Directions:
Filter the material below so that only lines containing "Array" remain.

Material to process:
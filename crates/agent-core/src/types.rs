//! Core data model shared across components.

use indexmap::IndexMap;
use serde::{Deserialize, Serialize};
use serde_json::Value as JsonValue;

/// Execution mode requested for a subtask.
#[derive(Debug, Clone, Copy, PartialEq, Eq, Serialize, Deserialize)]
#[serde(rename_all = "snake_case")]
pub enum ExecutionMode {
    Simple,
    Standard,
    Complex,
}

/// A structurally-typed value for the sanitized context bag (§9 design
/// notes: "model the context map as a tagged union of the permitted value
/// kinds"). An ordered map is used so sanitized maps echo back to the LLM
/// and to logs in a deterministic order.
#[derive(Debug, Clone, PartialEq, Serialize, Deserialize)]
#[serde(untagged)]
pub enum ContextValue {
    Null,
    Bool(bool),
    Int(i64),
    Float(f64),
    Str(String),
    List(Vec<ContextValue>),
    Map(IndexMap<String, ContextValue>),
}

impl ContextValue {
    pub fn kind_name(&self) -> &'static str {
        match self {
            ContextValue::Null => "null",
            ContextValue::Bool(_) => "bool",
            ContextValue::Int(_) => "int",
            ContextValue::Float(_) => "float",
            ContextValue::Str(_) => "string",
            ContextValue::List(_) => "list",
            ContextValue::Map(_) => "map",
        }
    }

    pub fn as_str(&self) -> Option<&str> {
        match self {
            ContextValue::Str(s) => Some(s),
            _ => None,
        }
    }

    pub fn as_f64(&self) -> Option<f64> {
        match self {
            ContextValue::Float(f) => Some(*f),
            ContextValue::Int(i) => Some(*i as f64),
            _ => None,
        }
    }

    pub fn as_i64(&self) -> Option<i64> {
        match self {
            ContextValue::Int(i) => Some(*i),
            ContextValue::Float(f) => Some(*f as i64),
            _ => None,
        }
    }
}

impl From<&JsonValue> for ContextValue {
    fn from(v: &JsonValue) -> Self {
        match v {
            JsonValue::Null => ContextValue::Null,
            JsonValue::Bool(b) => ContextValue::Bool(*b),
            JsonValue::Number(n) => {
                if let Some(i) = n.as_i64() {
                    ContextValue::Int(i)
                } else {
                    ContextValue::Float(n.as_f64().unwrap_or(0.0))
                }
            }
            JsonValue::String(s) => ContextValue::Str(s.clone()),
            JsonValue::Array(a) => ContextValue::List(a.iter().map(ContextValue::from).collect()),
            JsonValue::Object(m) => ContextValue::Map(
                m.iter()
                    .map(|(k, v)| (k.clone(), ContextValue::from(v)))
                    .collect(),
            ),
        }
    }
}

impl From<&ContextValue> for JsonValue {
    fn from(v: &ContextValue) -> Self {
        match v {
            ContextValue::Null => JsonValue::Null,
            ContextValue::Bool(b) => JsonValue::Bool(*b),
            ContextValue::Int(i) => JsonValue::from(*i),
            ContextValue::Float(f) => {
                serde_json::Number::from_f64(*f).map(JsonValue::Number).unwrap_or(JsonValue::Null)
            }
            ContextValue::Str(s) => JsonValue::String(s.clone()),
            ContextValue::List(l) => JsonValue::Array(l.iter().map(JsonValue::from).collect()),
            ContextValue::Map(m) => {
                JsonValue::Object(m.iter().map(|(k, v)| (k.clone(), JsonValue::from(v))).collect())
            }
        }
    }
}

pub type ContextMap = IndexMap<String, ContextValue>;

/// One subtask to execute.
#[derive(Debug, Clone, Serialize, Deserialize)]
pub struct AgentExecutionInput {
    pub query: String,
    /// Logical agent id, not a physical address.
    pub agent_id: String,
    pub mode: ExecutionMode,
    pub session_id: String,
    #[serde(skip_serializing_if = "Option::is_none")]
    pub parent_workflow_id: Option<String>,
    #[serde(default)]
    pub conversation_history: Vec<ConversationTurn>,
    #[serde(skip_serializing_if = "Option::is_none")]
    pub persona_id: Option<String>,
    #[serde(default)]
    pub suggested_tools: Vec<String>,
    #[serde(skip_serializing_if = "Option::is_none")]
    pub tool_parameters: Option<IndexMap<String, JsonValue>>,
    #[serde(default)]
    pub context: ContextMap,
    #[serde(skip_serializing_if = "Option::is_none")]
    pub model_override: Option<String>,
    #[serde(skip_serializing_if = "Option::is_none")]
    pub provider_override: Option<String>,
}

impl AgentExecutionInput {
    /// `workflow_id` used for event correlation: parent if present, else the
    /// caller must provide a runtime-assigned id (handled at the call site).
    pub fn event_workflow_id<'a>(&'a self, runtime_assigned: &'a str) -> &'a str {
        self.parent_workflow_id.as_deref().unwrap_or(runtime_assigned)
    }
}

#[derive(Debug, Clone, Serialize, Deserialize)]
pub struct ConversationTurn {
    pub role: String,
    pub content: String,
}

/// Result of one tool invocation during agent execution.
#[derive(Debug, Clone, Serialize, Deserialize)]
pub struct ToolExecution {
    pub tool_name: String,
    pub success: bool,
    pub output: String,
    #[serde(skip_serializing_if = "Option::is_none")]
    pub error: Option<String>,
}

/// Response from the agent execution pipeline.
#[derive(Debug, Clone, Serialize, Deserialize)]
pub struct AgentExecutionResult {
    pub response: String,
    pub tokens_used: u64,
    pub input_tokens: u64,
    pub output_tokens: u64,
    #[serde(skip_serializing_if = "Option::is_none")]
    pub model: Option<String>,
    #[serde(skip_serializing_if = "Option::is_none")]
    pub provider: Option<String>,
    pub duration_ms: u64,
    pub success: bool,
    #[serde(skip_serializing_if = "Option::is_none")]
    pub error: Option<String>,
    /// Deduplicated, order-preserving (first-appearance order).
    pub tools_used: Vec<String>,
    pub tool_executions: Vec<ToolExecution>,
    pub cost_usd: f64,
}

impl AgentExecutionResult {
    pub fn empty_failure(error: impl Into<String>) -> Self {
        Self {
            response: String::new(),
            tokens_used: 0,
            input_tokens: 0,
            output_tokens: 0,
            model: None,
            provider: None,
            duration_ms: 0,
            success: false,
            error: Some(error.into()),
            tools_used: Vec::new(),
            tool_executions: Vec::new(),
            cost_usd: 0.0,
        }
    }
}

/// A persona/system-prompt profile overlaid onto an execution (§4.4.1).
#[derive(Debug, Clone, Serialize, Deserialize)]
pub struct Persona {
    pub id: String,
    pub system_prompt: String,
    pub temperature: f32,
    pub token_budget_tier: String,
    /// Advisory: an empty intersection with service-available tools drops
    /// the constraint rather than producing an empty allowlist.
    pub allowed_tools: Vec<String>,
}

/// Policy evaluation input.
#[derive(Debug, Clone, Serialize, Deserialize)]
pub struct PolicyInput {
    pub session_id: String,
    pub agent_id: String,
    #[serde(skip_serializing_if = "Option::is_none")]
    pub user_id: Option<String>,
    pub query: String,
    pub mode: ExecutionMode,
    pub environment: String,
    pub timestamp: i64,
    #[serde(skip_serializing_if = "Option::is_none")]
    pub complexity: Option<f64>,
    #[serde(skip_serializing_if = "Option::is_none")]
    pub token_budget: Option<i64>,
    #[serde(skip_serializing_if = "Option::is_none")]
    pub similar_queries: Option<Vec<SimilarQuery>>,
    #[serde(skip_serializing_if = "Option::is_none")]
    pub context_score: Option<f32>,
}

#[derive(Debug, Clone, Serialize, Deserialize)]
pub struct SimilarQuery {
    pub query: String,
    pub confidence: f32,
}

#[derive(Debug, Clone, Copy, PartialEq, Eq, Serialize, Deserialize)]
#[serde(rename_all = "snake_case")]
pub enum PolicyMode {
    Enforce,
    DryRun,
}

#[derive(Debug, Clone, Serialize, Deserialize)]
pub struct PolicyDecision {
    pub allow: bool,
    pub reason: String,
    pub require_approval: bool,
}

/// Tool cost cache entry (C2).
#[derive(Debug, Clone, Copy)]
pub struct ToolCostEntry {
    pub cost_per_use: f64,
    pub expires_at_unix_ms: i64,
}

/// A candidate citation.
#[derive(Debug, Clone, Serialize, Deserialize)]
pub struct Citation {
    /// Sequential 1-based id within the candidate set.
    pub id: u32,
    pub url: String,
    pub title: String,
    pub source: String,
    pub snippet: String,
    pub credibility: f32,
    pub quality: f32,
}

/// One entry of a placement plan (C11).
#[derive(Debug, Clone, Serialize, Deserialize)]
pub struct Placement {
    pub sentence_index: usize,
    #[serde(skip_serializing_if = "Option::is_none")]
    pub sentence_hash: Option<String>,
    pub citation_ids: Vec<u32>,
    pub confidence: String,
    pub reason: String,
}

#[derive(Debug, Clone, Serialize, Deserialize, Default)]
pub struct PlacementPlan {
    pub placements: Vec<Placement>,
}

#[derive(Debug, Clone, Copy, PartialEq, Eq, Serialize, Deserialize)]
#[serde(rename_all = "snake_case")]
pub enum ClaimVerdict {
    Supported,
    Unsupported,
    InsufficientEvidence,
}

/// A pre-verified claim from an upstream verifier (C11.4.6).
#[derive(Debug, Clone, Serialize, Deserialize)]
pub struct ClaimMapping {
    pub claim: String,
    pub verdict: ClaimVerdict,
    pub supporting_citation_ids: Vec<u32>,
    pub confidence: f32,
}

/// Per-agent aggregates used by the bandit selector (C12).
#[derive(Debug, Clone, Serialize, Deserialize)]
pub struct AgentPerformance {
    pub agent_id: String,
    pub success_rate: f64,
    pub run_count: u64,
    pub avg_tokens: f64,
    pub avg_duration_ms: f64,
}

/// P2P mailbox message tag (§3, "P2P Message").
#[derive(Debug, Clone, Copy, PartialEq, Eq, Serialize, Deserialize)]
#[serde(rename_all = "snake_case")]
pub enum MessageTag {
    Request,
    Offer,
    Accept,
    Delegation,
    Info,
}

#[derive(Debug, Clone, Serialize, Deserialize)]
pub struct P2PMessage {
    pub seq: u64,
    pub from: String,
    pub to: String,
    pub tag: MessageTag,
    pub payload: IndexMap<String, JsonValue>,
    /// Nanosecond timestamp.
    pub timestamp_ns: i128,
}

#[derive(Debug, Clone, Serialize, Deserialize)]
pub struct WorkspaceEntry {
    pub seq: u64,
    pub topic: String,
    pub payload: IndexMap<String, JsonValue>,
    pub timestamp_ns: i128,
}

Solution for this problem:
            JsonValue::Array(a) => ContextValue::List(a.iter().map(ContextValue::from).collect()),
            ContextValue::List(l) => JsonValue::Array(l.iter().map(JsonValue::from).collect()),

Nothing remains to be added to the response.